Quantum Teleportation with Qiskit

Starting with the disillusion, quantum teleportation is not really about actually teleporting stuff from one place to another in the common sense of the word. In fact, I’d rather call it quantum replication, since the point is to replicate the state of a qubit in a different qubit somewhere else using information received from classical channels; meaning that the transfer of information is still bounded by the speed of light.
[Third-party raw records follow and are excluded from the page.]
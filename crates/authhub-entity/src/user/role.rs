//! User role enumeration.

use serde::{Deserialize, Serialize};
use std::fmt;
use std::str::FromStr;

use authhub_core::error::AppError;

/// Roles available in the access control system.
#[derive(Debug, Clone, Copy, PartialEq, Eq, Hash, Serialize, Deserialize)]
#[serde(rename_all = "UPPERCASE")]
pub enum UserRole {
    /// Regular authenticated user.
    User,
    /// Full system administrator.
    Admin,
}

impl UserRole {
    /// Check if this role is an admin.
    pub fn is_admin(&self) -> bool {
        matches!(self, Self::Admin)
    }

    /// Return the role as its canonical uppercase string.
    pub fn as_str(&self) -> &'static str {
        match self {
            Self::User => "USER",
            Self::Admin => "ADMIN",
        }
    }
}

impl fmt::Display for UserRole {
    fn fmt(&self, f: &mut fmt::Formatter<'_>) -> fmt::Result {
        f.write_str(self.as_str())
    }
}

impl FromStr for UserRole {
    type Err = AppError;

    fn from_str(s: &str) -> Result<Self, Self::Err> {
        match s.to_ascii_uppercase().as_str() {
            "USER" => Ok(Self::User),
            "ADMIN" => Ok(Self::Admin),
            other => Err(AppError::configuration(format!("Unknown role: '{other}'"))),
        }
    }
}
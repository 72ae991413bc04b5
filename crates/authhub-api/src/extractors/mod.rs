//! Request extractors.

pub mod session;

pub use session::SessionUser;
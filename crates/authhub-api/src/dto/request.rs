//! Request DTOs.

use serde::{Deserialize, Serialize};

/// Body of `POST /api/auth/register`.
#[derive(Debug, Clone, Serialize, Deserialize)]
pub struct RegisterRequest {
    /// Display name.
    pub name: String,
    /// Email address.
    pub email: String,
    /// Plaintext password.
    pub password: String,
}

/// Body of `POST /api/auth/login`.
#[derive(Debug, Clone, Serialize, Deserialize)]
pub struct LoginRequest {
    /// Email address.
    pub email: String,
    /// Plaintext password.
    pub password: String,
}

/// Query parameters of the OAuth callback.
#[derive(Debug, Clone, Serialize, Deserialize)]
pub struct CallbackQuery {
    /// Authorization code from the provider.
    pub code: String,
    /// Encoded state issued at login start.
    pub state: String,
}

/// Body of `PUT /api/users/{id}`.
#[derive(Debug, Clone, Default, Serialize, Deserialize)]
pub struct UpdateUserRequest {
    /// New display name.
    pub name: Option<String>,
    /// New email address.
    pub email: Option<String>,
    /// New role name (`USER` or `ADMIN`).
    pub role: Option<String>,
}

/// Pagination query parameters. Pages are 1-based.
#[derive(Debug, Clone, Serialize, Deserialize)]
pub struct Pagination {
    /// Page number.
    #[serde(default = "default_page")]
    pub page: u64,
    /// Items per page.
    #[serde(default = "default_page_size")]
    pub page_size: u64,
}

impl Default for Pagination {
    fn default() -> Self {
        Self {
            page: default_page(),
            page_size: default_page_size(),
        }
    }
}

fn default_page() -> u64 {
    1
}

fn default_page_size() -> u64 {
    20
}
So, if you want to send your hypothetical state to the nearest star, Proxima Centauri, you’d still have to wait about 4 years for the information to get there via this protocol.

Now, I have seen plenty of implementations of a quantum teleportation circuit in several tutorials. Some of them, completely go over the fact that you’re not supposed to know the state of the qubit you’re teleporting at the receiver’s end. This means that adding a “disentangler” gate at the end of the circuit that uses information about how you prepared the state in the first place trivializes the whole process.

In short, here’s how the quantum teleportation protocol works:

Encoding

First, you prepare the quantum qubit that you would like to teleport, say $|\psi\rangle = \alpha |0\rangle + \beta |1 \rangle$.
You prepare an entangled pair of qubits, one of which you keep with you and the other you send to the receiver.
You entangle your qubit and the entangled qubit you have kept with yourself.
You measure your qubits. By now, the states have collapsed into two classical bits (00 to 11) and a quantum bit.
The bits you have obtained in the previous step are also sent to the receiver, in the form of a string for example (01).

Decoding

The receiver will apply an X gate to his entangled state if he gets a string that begins with 1, and a Z gate if he gets a string that ends with 1.
The resulting amplitudes can be recovered via an ensemble method.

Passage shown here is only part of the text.